Spesso la solidarietà è innata nell'essere umano, soprattutto da chi, bambino, è scevro dall'egoismo che contraddistingue l'uomo adulto.

Questa volta vogliamo porre all'attenzione dei lettori un esemplare gesto di solidarietà espresso da una scolaresca nei confronti di un bambino disabile.
L'episodio ha visto protagonista una classe di quinta elementare dell'istituto comprensivo di Rovito, una piccola cittadina nella provincia di Cosenza. La scolaresca era pronta, una mattina di qualche giorno fa, a partire per una gita scolastica a Lecce. Nella classe in questione c'era anche un bambino disabile, costretto su una carrozzina a rotelle. Nel disappunto generale ci si accorge però che l'autobus da turismo che avrebbe dovuto accompagnare i bambini non era attrezzato con la pedana per i disabili e nello stesso modo non era previsto il vano interno per l'ancoraggio della carrozzina. 

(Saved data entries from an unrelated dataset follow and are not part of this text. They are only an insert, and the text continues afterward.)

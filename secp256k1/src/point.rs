//! Affine points and their SEC1 compressed form.

use bignum::BigInt;

/// A point on the curve in affine coordinates.
///
/// The point at infinity is the sentinel (0, 0); since x = 0 never
/// satisfies y² = x³ + 7 over this field, the sentinel is unambiguous.
#[derive(Clone, Debug, Eq, PartialEq)]
pub struct AffinePoint {
    /// x-coordinate, reduced mod p.
    pub x: BigInt,
    /// y-coordinate, reduced mod p.
    pub y: BigInt,
}

impl AffinePoint {
    /// A point from raw coordinates.
    pub fn new(x: BigInt, y: BigInt) -> Self {
        AffinePoint { x, y }
    }

    /// The neutral element.
    pub fn identity() -> Self {
        AffinePoint {
            x: BigInt::zero(),
            y: BigInt::zero(),
        }
    }

    /// True for the (0, 0) infinity sentinel.
    pub fn is_identity(&self) -> bool {
        self.x.is_zero() && self.y.is_zero()
    }

    /// SEC1 compressed encoding: 0x02 for even y, 0x03 for odd, then the
    /// 32-byte big-endian x-coordinate.
    pub fn to_compressed(&self) -> [u8; 33] {
        let mut out = [0u8; 33];
        out[0] = if self.y.bit(0) { 0x03 } else { 0x02 };
        out[1..].copy_from_slice(&self.x.to_bytes_be_padded(32));
        out
    }
}

#[cfg(test)]
mod tests {
    use super::AffinePoint;
    use crate::Secp256k1;
    use bignum::BigInt;
    use hex_literal::hex;

    #[test]
    fn identity_sentinel() {
        let id = AffinePoint::identity();
        assert!(id.is_identity());
        assert!(!Secp256k1::new().g.is_identity());
    }

    #[test]
    fn compressed_generator() {
        let g = Secp256k1::new().g;
        assert_eq!(
            g.to_compressed(),
            hex!("0279be667ef9dcbbac55a06295ce870b07029bfcdb2dce28d959f2815b16f81798")
        );
    }

    #[test]
    fn odd_y_gets_the_03_tag() {
        let p = AffinePoint::new(BigInt::from(5u32), BigInt::from(7u32));
        assert_eq!(p.to_compressed()[0], 0x03);
        let q = AffinePoint::new(BigInt::from(5u32), BigInt::from(8u32));
        assert_eq!(q.to_compressed()[0], 0x02);
    }
}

I genitori del bambino, mancando le condizioni essenziali di sicurezza a tutela del loro figlio, decidono di riportarlo a casa. E a questo punto scatta il gesto di solidarietà, prima dei compagni di classe del piccolo e poi, a ruota, delle altre calssi che avrebbero dovuto partire nello stesso bus. Tutti i bambini, con il sostegno dei loro genitori, decidono di rinunciare alla gita e di rientrare a casa.
La scuola, nell'organizzare il viaggio, aveva evidenziato e chiesto, con una comunicazione ufficiale, di poter usufruire di un autobus attrezzato per il trasporto dei disabili, ma a quanto pare nella provincia di Cosenza non è stato possibile trovare un mezzo per lunghe percorrenze con pedana per disabili. 
Nel frattempo, la dirigente scolastica dell'istituto comprensivo in questione ha tenuto a far presente che la gita non è stata annullata ma solo rinviata in attesa di avere disponibile un mezzo di trasporto adatto. Va da sé che tutto l'istituto plaude al gesto di solidarietà manifestato dagli scolari e dalle loro famiglie..
Purtroppo, però, questo episodio ha evidenziato tutte le lacune legate ad un sistema burocratico che è ancora ben lontano dalla elaborazione, non tanto materiale ma come problema di coscienza, dall'abbattimento delle barriere architettoniche. 
Una bella lezione di solidarietà impartita dai "piccoli" ai grandi, un piccolo grande gesto che evidenzia come sia difficile ancora oggi, per un disabile, avere le medesime opportunità di tutti.